• WHAT IS REQUIRED
Scanning the entries below, copy every line that contains the word "request".

[Stored data entries]
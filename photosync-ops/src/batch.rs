use std::collections::HashSet;
use std::sync::Arc;

use futures_util::{StreamExt, stream};
use photosync_core::DeleteTarget;
use serde::Serialize;
use thiserror::Error;
use tokio::sync::watch;
use tracing::{info, warn};

use crate::remote::{BatchMutator, RemoteError};
use crate::store::Store;

#[derive(Debug, Error)]
pub enum BatchError {
    #[error("a batch operation is already running")]
    Busy,
    #[error("chunk size must be at least 1")]
    InvalidChunkSize,
}

/// Running tally of a batch operation. `processed == succeeded + failed` holds
/// for every published value.
#[derive(Debug, Clone, Default, PartialEq, Eq, Serialize)]
pub struct BatchProgress {
    pub total: usize,
    pub processed: usize,
    pub succeeded: usize,
    pub failed: usize,
    pub running: bool,
    pub last_error: Option<String>,
}

impl BatchProgress {
    pub fn start(total: usize) -> Self {
        Self {
            total,
            running: total > 0,
            ..Self::default()
        }
    }

    /// Folds one finished chunk into the tally. `reported` is the server's
    /// success count, or the error when the whole request failed.
    pub fn after_chunk(&self, chunk_len: usize, reported: Result<u32, &RemoteError>) -> Self {
        let len = chunk_len.min(self.total.saturating_sub(self.processed));
        let (ok, last_error) = match reported {
            Ok(count) => ((count as usize).min(len), self.last_error.clone()),
            Err(err) => (0, Some(err.message())),
        };
        let processed = self.processed.saturating_add(len);
        Self {
            total: self.total,
            processed,
            succeeded: self.succeeded + ok,
            failed: self.failed + (len - ok),
            running: processed < self.total,
            last_error,
        }
    }

    pub fn is_complete(&self) -> bool {
        self.processed == self.total
    }

    pub fn percent(&self) -> u8 {
        if self.total == 0 {
            return 100;
        }
        (self.processed * 100 / self.total) as u8
    }
}

#[derive(Debug, Clone, Copy, Default, PartialEq, Eq, Serialize)]
pub struct BatchOutcome {
    pub deleted: usize,
    pub total: usize,
    pub failed: usize,
}

impl From<&BatchProgress> for BatchOutcome {
    fn from(progress: &BatchProgress) -> Self {
        Self {
            deleted: progress.succeeded,
            total: progress.total,
            failed: progress.failed,
        }
    }
}

type InvalidateHook = Arc<dyn Fn(DeleteTarget) + Send + Sync>;

pub struct BatchExecutor<M: BatchMutator> {
    mutator: M,
    target: DeleteTarget,
    store: Store<BatchProgress>,
    invalidate: Vec<InvalidateHook>,
}

impl<M: BatchMutator> BatchExecutor<M> {
    pub fn new(mutator: M, target: DeleteTarget) -> Self {
        Self {
            mutator,
            target,
            store: Store::default(),
            invalidate: Vec::new(),
        }
    }

    /// Registers a view to drop when an operation finishes.
    pub fn with_invalidation(
        mut self,
        hook: impl Fn(DeleteTarget) + Send + Sync + 'static,
    ) -> Self {
        self.invalidate.push(Arc::new(hook));
        self
    }

    pub fn progress(&self) -> BatchProgress {
        self.store.snapshot()
    }

    pub fn subscribe(&self) -> watch::Receiver<BatchProgress> {
        self.store.subscribe()
    }

    /// Sends `ids` in consecutive chunks of at most `chunk_size`, one request at a
    /// time, publishing the tally after each chunk. A failed request counts its
    /// whole chunk as failed and the operation moves on.
    pub async fn execute(
        &self,
        ids: impl IntoIterator<Item = String>,
        chunk_size: usize,
    ) -> Result<BatchOutcome, BatchError> {
        if chunk_size == 0 {
            return Err(BatchError::InvalidChunkSize);
        }
        let mut seen = HashSet::new();
        let ids: Vec<String> = ids
            .into_iter()
            .filter(|id| seen.insert(id.clone()))
            .collect();

        let initial = BatchProgress::start(ids.len());
        let claimed = self.store.modify_if(|progress| {
            if progress.running {
                return false;
            }
            *progress = initial.clone();
            true
        });
        if !claimed {
            return Err(BatchError::Busy);
        }
        if ids.is_empty() {
            return Ok(BatchOutcome::default());
        }
        let mut running = Running {
            executor: self,
            armed: true,
        };
        info!(
            kind = ?self.target,
            total = ids.len(),
            chunk_size,
            "batch operation started"
        );

        let done = stream::iter(ids.chunks(chunk_size))
            .fold(initial, |progress, chunk| async move {
                let result = self.mutator.mutate_batch(self.target, chunk).await;
                if let Err(err) = &result {
                    warn!(chunk = chunk.len(), error = %err, "batch chunk failed");
                }
                let next = progress.after_chunk(chunk.len(), result.as_ref().copied());
                self.store.replace(next.clone());
                next
            })
            .await;
        running.armed = false;

        info!(
            deleted = done.succeeded,
            failed = done.failed,
            "batch operation finished"
        );
        self.invalidate_views();
        Ok(BatchOutcome::from(&done))
    }

    fn invalidate_views(&self) {
        for hook in &self.invalidate {
            hook(self.target);
        }
    }
}

/// Ends an operation whose future was dropped between chunks. Chunks already
/// sent may have changed server state, so views are invalidated as well.
struct Running<'a, M: BatchMutator> {
    executor: &'a BatchExecutor<M>,
    armed: bool,
}

impl<M: BatchMutator> Drop for Running<'_, M> {
    fn drop(&mut self) {
        if !self.armed {
            return;
        }
        self.executor.store.modify_if(|progress| {
            if !progress.running {
                return false;
            }
            progress.running = false;
            true
        });
        let progress = self.executor.progress();
        warn!(
            processed = progress.processed,
            total = progress.total,
            "batch operation abandoned"
        );
        self.executor.invalidate_views();
    }
}
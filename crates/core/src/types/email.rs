//! Email address type.

use core::fmt;
use std::sync::LazyLock;

use regex::Regex;
use serde::{Deserialize, Serialize};

/// Minimal `local@domain.tld` shape: no whitespace anywhere, exactly one `@`,
/// at least one `.` after it with something on both sides.
static EMAIL_SHAPE: LazyLock<Regex> =
    LazyLock::new(|| Regex::new(r"^[^\s@]+@[^\s@]+\.[^\s@]+$").expect("email pattern is valid"));

/// Errors that can occur when parsing an [`Email`].
#[derive(thiserror::Error, Debug, Clone, PartialEq, Eq)]
pub enum EmailError {
    /// The input string is empty after trimming.
    #[error("email cannot be empty")]
    Empty,
    /// The input does not look like `local@domain.tld`.
    #[error("email must look like local@domain.tld")]
    InvalidShape,
}

/// A normalized email address.
///
/// Parsing trims surrounding whitespace, checks the permissive
/// `local@domain.tld` shape and lower-cases the result, so two addresses that
/// differ only in case or padding compare equal.
///
/// The shape check does not verify deliverability or RFC 5322 compliance.
///
/// ## Examples
///
/// ```
/// use farmaup_core::Email;
///
/// let email = Email::parse(" Ana@Email.COM ").unwrap();
/// assert_eq!(email.as_str(), "ana@email.com");
///
/// assert!(Email::parse("a@b.c").is_ok());
/// assert!(Email::parse("a@b").is_err());          // no dot after @
/// assert!(Email::parse("no-at-symbol").is_err()); // missing @
/// assert!(Email::parse("a b@c.d").is_err());      // inner whitespace
/// ```
#[derive(Debug, Clone, Serialize, Deserialize, PartialEq, Eq, Hash)]
#[serde(transparent)]
pub struct Email(String);

impl Email {
    /// Parse and normalize an `Email` from a string.
    ///
    /// # Errors
    ///
    /// Returns [`EmailError::Empty`] for blank input and
    /// [`EmailError::InvalidShape`] when the trimmed input does not match the
    /// `local@domain.tld` shape.
    pub fn parse(s: &str) -> Result<Self, EmailError> {
        let trimmed = s.trim();
        if trimmed.is_empty() {
            return Err(EmailError::Empty);
        }
        if !is_valid_shape(trimmed) {
            return Err(EmailError::InvalidShape);
        }
        Ok(Self(trimmed.to_lowercase()))
    }

    /// Returns the email address as a string slice.
    #[must_use]
    pub fn as_str(&self) -> &str {
        &self.0
    }
}

/// Returns `true` when `s` matches the `local@domain.tld` shape as-is.
fn is_valid_shape(s: &str) -> bool {
    EMAIL_SHAPE.is_match(s)
}

impl fmt::Display for Email {
    fn fmt(&self, f: &mut fmt::Formatter<'_>) -> fmt::Result {
        write!(f, "{}", self.0)
    }
}

impl std::str::FromStr for Email {
    type Err = EmailError;

    fn from_str(s: &str) -> Result<Self, Self::Err> {
        Self::parse(s)
    }
}

impl AsRef<str> for Email {
    fn as_ref(&self) -> &str {
        &self.0
    }
}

• OUTPUT OF THE TASK
    /// success count, or the error when the whole request failed.
    /// Sends `ids` in consecutive chunks of at most `chunk_size`, one request at a
    /// time, publishing the tally after each chunk. A failed request counts its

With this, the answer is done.